Karen Ebenezer

and 4 more

Purpose: A standardized set of clinical practice guidelines from the Musculoskeletal Tumor Society (MSTS) was released in 2018 to aid non-specialist physicians in diagnosing bone and soft-tissue lesions. Artificial intelligence (AI) models like ChatGPT are increasingly prevalent. Our objectives were to determine how closely ChatGPT recommendations align with MSTS guidelines for imaging bone and soft tissue lesions. Methods: We developed questions to assess ChatGPT’s alignment with MSTS guidelines. Answers from ChatGPT were double-blinded and evaluated for concordance. Answers were scored using four categories: accuracy, overconclusiveness, supplementary information, and incompleteness. Chi-square test was used with a statistically significant p-value of less than 0.05. Results: A total of 14 questions were generated from the 12 guidelines. Results showed alignment between the accuracy of ChatGPT’s responses and the guidelines. Of the 14 questions posed to ChatGPT, 10 were deemed accurate. However, responses to 13 questions were deemed overconclusive or contained supplementary information (p<0.05).
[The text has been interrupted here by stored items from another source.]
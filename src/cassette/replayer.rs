//! Replays recorded interactions from a cassette.

use std::collections::HashMap;

use super::format::{Cassette, Interaction};

/// Key for indexing interactions by port and method.
#[derive(Debug, Clone, Hash, Eq, PartialEq)]
struct PortMethodKey {
    port: String,
    method: String,
}

/// Replays interactions from a loaded cassette, serving them sequentially
/// per port/method pair.
#[derive(Debug)]
pub struct CassetteReplayer {
    /// Per port+method queue of interactions (in order).
    queues: HashMap<PortMethodKey, Vec<Interaction>>,
    /// Per port+method cursor tracking position.
    cursors: HashMap<PortMethodKey, usize>,
}

impl CassetteReplayer {
    /// Create a new replayer from a loaded cassette.
    #[must_use]
    pub fn new(cassette: &Cassette) -> Self {
        let mut queues: HashMap<PortMethodKey, Vec<Interaction>> = HashMap::new();
        for interaction in &cassette.interactions {
            let key = PortMethodKey {
                port: interaction.port.clone(),
                method: interaction.method.clone(),
            };
            queues.entry(key).or_default().push(interaction.clone());
        }
        Self { queues, cursors: HashMap::new() }
    }

    /// Return the next interaction for the given port and method.
    ///
    /// # Errors
    ///
    /// Returns a message naming the request and what the cassette holds when
    /// there are no (more) interactions for the port/method pair.
    pub fn next_interaction(&mut self, port: &str, method: &str) -> Result<&Interaction, String> {
        let key = PortMethodKey { port: port.to_string(), method: method.to_string() };

        let Some(queue) = self.queues.get(&key) else {
            let mut available: Vec<String> =
                self.queues.keys().map(|k| format!("{}::{}", k.port, k.method)).collect();
            available.sort();
            return Err(format!(
                "Cassette exhausted: no interactions recorded for port={port:?} method={method:?}. \
                 Available port::method pairs: [{}]",
                available.join(", ")
            ));
        };

        let cursor = self.cursors.entry(key).or_insert(0);
        let Some(interaction) = queue.get(*cursor) else {
            return Err(format!(
                "Cassette exhausted: all {count} interactions for port={port:?} method={method:?} \
                 have been consumed. Last interaction was seq={last_seq}.",
                count = queue.len(),
                last_seq = queue.last().map_or(0, |i| i.seq),
            ));
        };
        *cursor += 1;
        Ok(interaction)
    }
}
Additionally, 9 responses were deemed incomplete when compared to guidelines (p<0.05). Conclusions: Imaging methods recommended by MSTS to front-line practitioners are generally aligned with AI-based modeling recommendations. However, ChatGPT is not yet sufficient as a standalone modality, often providing supplementary or incomplete information. The value of AI-based predictions in healthcare are an evolving modality.